(Stored items)
########################################

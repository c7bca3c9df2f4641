//! The parsed CNAB bundle document.
//!
//! Only the fields the lifecycle core consumes are typed. Unknown schema
//! keywords are preserved so a bundle survives a parse/serialise round trip
//! unchanged, which matters because the digest is computed over the
//! serialised form.

use std::collections::BTreeMap;

use serde::{Deserialize, Serialize};
use serde_json::Value;

use crate::bundle::reference::Digest;
use crate::errors::{BundleError, Result};

pub const ACTION_INSTALL: &str = "install";
pub const ACTION_UPGRADE: &str = "upgrade";
pub const ACTION_UNINSTALL: &str = "uninstall";

/// Parameters with this prefix are injected by the tool itself and never
/// take part in change detection.
pub const INTERNAL_PARAMETER_PREFIX: &str = "porter-";

pub const OUTPUT_INVOCATION_IMAGE_LOGS: &str = "io.cnab.outputs.invocationImageLogs";
pub const OUTPUT_STATE: &str = "porter-state";

#[derive(Debug, Clone, Default, PartialEq, Serialize, Deserialize)]
#[serde(rename_all = "camelCase")]
pub struct Bundle {
    #[serde(default, skip_serializing_if = "String::is_empty")]
    pub schema_version: String,
    pub name: String,
    pub version: String,
    #[serde(default, skip_serializing_if = "Option::is_none")]
    pub description: Option<String>,
    #[serde(default)]
    pub invocation_images: Vec<InvocationImage>,
    #[serde(default, skip_serializing_if = "BTreeMap::is_empty")]
    pub images: BTreeMap<String, Image>,
    #[serde(default, skip_serializing_if = "BTreeMap::is_empty")]
    pub actions: BTreeMap<String, ActionDefinition>,
    #[serde(default, skip_serializing_if = "BTreeMap::is_empty")]
    pub parameters: BTreeMap<String, ParameterDefinition>,
    #[serde(default, skip_serializing_if = "BTreeMap::is_empty")]
    pub credentials: BTreeMap<String, CredentialDefinition>,
    #[serde(default, skip_serializing_if = "BTreeMap::is_empty")]
    pub outputs: BTreeMap<String, OutputDefinition>,
    #[serde(default, skip_serializing_if = "BTreeMap::is_empty")]
    pub definitions: BTreeMap<String, Schema>,
    #[serde(default, skip_serializing_if = "BTreeMap::is_empty")]
    pub custom: BTreeMap<String, Value>,
    #[serde(default, skip_serializing_if = "Vec::is_empty")]
    pub required_extensions: Vec<String>,
}

#[derive(Debug, Clone, Default, PartialEq, Eq, Serialize, Deserialize)]
#[serde(rename_all = "camelCase")]
pub struct InvocationImage {
    #[serde(default = "default_image_type")]
    pub image_type: String,
    pub image: String,
    #[serde(default, skip_serializing_if = "Option::is_none")]
    pub content_digest: Option<String>,
}

fn default_image_type() -> String {
    "docker".to_string()
}

#[derive(Debug, Clone, Default, PartialEq, Eq, Serialize, Deserialize)]
#[serde(rename_all = "camelCase")]
pub struct Image {
    #[serde(default = "default_image_type")]
    pub image_type: String,
    pub image: String,
    #[serde(default, skip_serializing_if = "Option::is_none")]
    pub content_digest: Option<String>,
    #[serde(default, skip_serializing_if = "Option::is_none")]
    pub description: Option<String>,
}

#[derive(Debug, Clone, Default, PartialEq, Eq, Serialize, Deserialize)]
pub struct ActionDefinition {
    #[serde(default)]
    pub modifies: bool,
    #[serde(default)]
    pub stateless: bool,
    #[serde(default, skip_serializing_if = "Option::is_none")]
    pub description: Option<String>,
}

#[derive(Debug, Clone, Default, PartialEq, Eq, Serialize, Deserialize)]
pub struct Location {
    #[serde(default, skip_serializing_if = "Option::is_none")]
    pub env: Option<String>,
    #[serde(default, skip_serializing_if = "Option::is_none")]
    pub path: Option<String>,
}

#[derive(Debug, Clone, Default, PartialEq, Eq, Serialize, Deserialize)]
#[serde(rename_all = "camelCase")]
pub struct ParameterDefinition {
    pub definition: String,
    #[serde(default, skip_serializing_if = "Option::is_none")]
    pub description: Option<String>,
    #[serde(default)]
    pub required: bool,
    #[serde(default, skip_serializing_if = "Option::is_none")]
    pub destination: Option<Location>,
    #[serde(default, skip_serializing_if = "Vec::is_empty")]
    pub apply_to: Vec<String>,
}

impl ParameterDefinition {
    pub fn applies_to(&self, action: &str) -> bool {
        applies_to(&self.apply_to, action)
    }
}

#[derive(Debug, Clone, Default, PartialEq, Eq, Serialize, Deserialize)]
#[serde(rename_all = "camelCase")]
pub struct CredentialDefinition {
    #[serde(default, skip_serializing_if = "Option::is_none")]
    pub description: Option<String>,
    #[serde(default)]
    pub required: bool,
    #[serde(default, skip_serializing_if = "Option::is_none")]
    pub env: Option<String>,
    #[serde(default, skip_serializing_if = "Option::is_none")]
    pub path: Option<String>,
    #[serde(default, skip_serializing_if = "Vec::is_empty")]
    pub apply_to: Vec<String>,
}

impl CredentialDefinition {
    pub fn applies_to(&self, action: &str) -> bool {
        applies_to(&self.apply_to, action)
    }
}

#[derive(Debug, Clone, Default, PartialEq, Eq, Serialize, Deserialize)]
#[serde(rename_all = "camelCase")]
pub struct OutputDefinition {
    pub definition: String,
    #[serde(default, skip_serializing_if = "Option::is_none")]
    pub description: Option<String>,
    #[serde(default, skip_serializing_if = "Option::is_none")]
    pub path: Option<String>,
    #[serde(default, skip_serializing_if = "Vec::is_empty")]
    pub apply_to: Vec<String>,
    #[serde(default = "default_true")]
    pub generated_by_bundle: bool,
}

impl OutputDefinition {
    pub fn applies_to(&self, action: &str) -> bool {
        applies_to(&self.apply_to, action)
    }
}

fn default_true() -> bool {
    true
}

fn applies_to(filter: &[String], action: &str) -> bool {
    filter.is_empty() || filter.iter().any(|a| a == action)
}

/// The subset of JSON schema a bundle definition uses.
#[derive(Debug, Clone, Default, PartialEq, Serialize, Deserialize)]
#[serde(rename_all = "camelCase")]
pub struct Schema {
    #[serde(rename = "type", default, skip_serializing_if = "Option::is_none")]
    pub schema_type: Option<Value>,
    #[serde(default, skip_serializing_if = "Option::is_none")]
    pub default: Option<Value>,
    #[serde(default, skip_serializing_if = "Option::is_none")]
    pub write_only: Option<bool>,
    #[serde(default, skip_serializing_if = "Option::is_none")]
    pub content_encoding: Option<String>,
    #[serde(rename = "enum", default, skip_serializing_if = "Option::is_none")]
    pub enum_values: Option<Vec<Value>>,
    #[serde(flatten)]
    pub extra: BTreeMap<String, Value>,
}

/// Primitive parameter types the executor coerces values into.
#[derive(Debug, Clone, Copy, PartialEq, Eq)]
pub enum ParameterType {
    String,
    Integer,
    Number,
    Boolean,
    Object,
    Array,
    File,
}

impl ParameterType {
    pub fn as_str(&self) -> &'static str {
        match self {
            ParameterType::String => "string",
            ParameterType::Integer => "integer",
            ParameterType::Number => "number",
            ParameterType::Boolean => "boolean",
            ParameterType::Object => "object",
            ParameterType::Array => "array",
            ParameterType::File => "file",
        }
    }
}

impl Schema {
    /// First declared type; a missing type is treated as a string.
    pub fn parameter_type(&self) -> Result<ParameterType> {
        let name = match &self.schema_type {
            None => return Ok(ParameterType::String),
            Some(Value::String(s)) => s.as_str(),
            Some(Value::Array(items)) => items
                .iter()
                .filter_map(Value::as_str)
                .find(|t| *t != "null")
                .unwrap_or("string"),
            Some(other) => {
                return Err(BundleError::invalid_manifest(format!(
                    "unsupported schema type {other}"
                )));
            }
        };
        match name {
            "string" => {
                if self.content_encoding.as_deref() == Some("base64") {
                    Ok(ParameterType::File)
                } else {
                    Ok(ParameterType::String)
                }
            }
            "integer" | "int" => Ok(ParameterType::Integer),
            "number" => Ok(ParameterType::Number),
            "boolean" | "bool" => Ok(ParameterType::Boolean),
            "object" => Ok(ParameterType::Object),
            "array" => Ok(ParameterType::Array),
            "file" => Ok(ParameterType::File),
            other => Err(BundleError::invalid_manifest(format!(
                "unsupported schema type {other:?}"
            ))),
        }
    }

    pub fn is_sensitive(&self) -> bool {
        self.write_only.unwrap_or(false)
    }

    /// Coerce a raw string into a JSON value of this schema's type.
    pub fn convert_value(&self, raw: &str) -> Result<Value> {
        let invalid = |expected: &str| {
            BundleError::invalid_manifest(format!("value {raw:?} is not a valid {expected}"))
        };
        match self.parameter_type()? {
            ParameterType::String | ParameterType::File => Ok(Value::String(raw.to_string())),
            ParameterType::Integer => raw
                .trim()
                .parse::<i64>()
                .map(Value::from)
                .map_err(|_| invalid("integer")),
            ParameterType::Number => raw
                .trim()
                .parse::<f64>()
                .ok()
                .and_then(serde_json::Number::from_f64)
                .map(Value::Number)
                .ok_or_else(|| invalid("number")),
            ParameterType::Boolean => match raw.trim() {
                "true" | "TRUE" | "True" | "1" => Ok(Value::Bool(true)),
                "false" | "FALSE" | "False" | "0" => Ok(Value::Bool(false)),
                _ => Err(invalid("boolean")),
            },
            ParameterType::Object => match serde_json::from_str::<Value>(raw)? {
                v @ Value::Object(_) => Ok(v),
                _ => Err(invalid("object")),
            },
            ParameterType::Array => match serde_json::from_str::<Value>(raw)? {
                v @ Value::Array(_) => Ok(v),
                _ => Err(invalid("array")),
            },
        }
    }

    /// Canonical string form of a typed value. Strings are written bare,
    /// everything else as compact JSON, so `"1"` and `1` for an integer
    /// parameter produce the same text.
    pub fn write_value(&self, value: &Value) -> Result<String> {
        match value {
            Value::String(s) => match self.parameter_type()? {
                ParameterType::String | ParameterType::File => Ok(s.clone()),
                _ => {
                    let typed = self.convert_value(s)?;
                    self.write_value(&typed)
                }
            },
            Value::Null => Ok(String::new()),
            other => Ok(serde_json::to_string(other)?),
        }
    }
}

impl Bundle {
    pub fn from_json(bytes: &[u8]) -> Result<Self> {
        let bundle: Bundle = serde_json::from_slice(bytes)?;
        bundle.validate()?;
        Ok(bundle)
    }

    pub fn to_json(&self) -> Result<Vec<u8>> {
        Ok(serde_json::to_vec_pretty(self)?)
    }

    /// Minimal structural checks on a parsed bundle.
    pub fn validate(&self) -> Result<()> {
        if self.name.is_empty() {
            return Err(BundleError::invalid_manifest("bundle name is required"));
        }
        if self.invocation_images.is_empty() {
            return Err(BundleError::invalid_manifest(format!(
                "bundle {} declares no invocation images",
                self.name
            )));
        }
        for (name, param) in &self.parameters {
            if !self.definitions.contains_key(&param.definition) {
                return Err(BundleError::invalid_manifest(format!(
                    "parameter {name} references undefined definition {}",
                    param.definition
                )));
            }
        }
        for (name, output) in &self.outputs {
            if !self.definitions.contains_key(&output.definition) {
                return Err(BundleError::invalid_manifest(format!(
                    "output {name} references undefined definition {}",
                    output.definition
                )));
            }
        }
        Ok(())
    }

    /// Content digest over the canonical (key-sorted) JSON encoding.
    pub fn digest(&self) -> Result<Digest> {
        // Going through `Value` sorts object keys, including flattened ones.
        let canonical = serde_json::to_vec(&serde_json::to_value(self)?)?;
        Ok(Digest::sha256(&canonical))
    }

    pub fn parameter_schema(&self, name: &str) -> Option<&Schema> {
        self.parameters
            .get(name)
            .and_then(|p| self.definitions.get(&p.definition))
    }

    pub fn output_schema(&self, name: &str) -> Option<&Schema> {
        self.outputs
            .get(name)
            .and_then(|o| self.definitions.get(&o.definition))
    }

    pub fn is_sensitive_parameter(&self, name: &str) -> bool {
        self.parameter_schema(name).is_some_and(Schema::is_sensitive)
    }

    pub fn is_sensitive_output(&self, name: &str) -> bool {
        self.output_schema(name).is_some_and(Schema::is_sensitive)
    }

    /// Whether running `action` changes the installation's state.
    pub fn action_modifies(&self, action: &str) -> Result<bool> {
        match action {
            ACTION_INSTALL | ACTION_UPGRADE | ACTION_UNINSTALL => Ok(true),
            custom => self
                .actions
                .get(custom)
                .map(|a| a.modifies)
                .ok_or_else(|| {
                    BundleError::invalid_manifest(format!(
                        "bundle {} does not define action {custom:?}",
                        self.name
                    ))
                }),
        }
    }

    /// Convert a raw parameter value using its declared schema.
    pub fn convert_parameter_value(&self, name: &str, raw: &str) -> Result<Value> {
        match self.parameter_schema(name) {
            Some(schema) => schema.convert_value(raw),
            None => Ok(Value::String(raw.to_string())),
        }
    }

    /// Canonical string form of a parameter value, used for fingerprints.
    pub fn write_parameter_to_string(&self, name: &str, value: &Value) -> Result<String> {
        match self.parameter_schema(name) {
            Some(schema) => schema.write_value(value),
            None => match value {
                Value::String(s) => Ok(s.clone()),
                other => Ok(serde_json::to_string(other)?),
            },
        }
    }
}

pub fn is_internal_parameter(name: &str) -> bool {
    name.starts_with(INTERNAL_PARAMETER_PREFIX)
}

pub fn is_built_in_action(action: &str) -> bool {
    matches!(action, ACTION_INSTALL | ACTION_UPGRADE | ACTION_UNINSTALL)
}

########################################

**What to produce**
Every line from the line containing "pub fn convert_parameter_value(&self, name: &str, raw: &str)" through the line containing "None => match" in the records above must be retyped exactly. Leave out the rest.

**Your solution**
    pub fn convert_parameter_value(&self, name: &str, raw: &str) -> Result<Value> {
        match self.parameter_schema(name) {
            Some(schema) => schema.convert_value(raw),
            None => Ok(Value::String(raw.to_string())),
        }
    }

    /// Canonical string form of a parameter value, used for fingerprints.
    pub fn write_parameter_to_string(&self, name: &str, value: &Value) -> Result<String> {
        match self.parameter_schema(name) {
            Some(schema) => schema.write_value(value),
            None => match value {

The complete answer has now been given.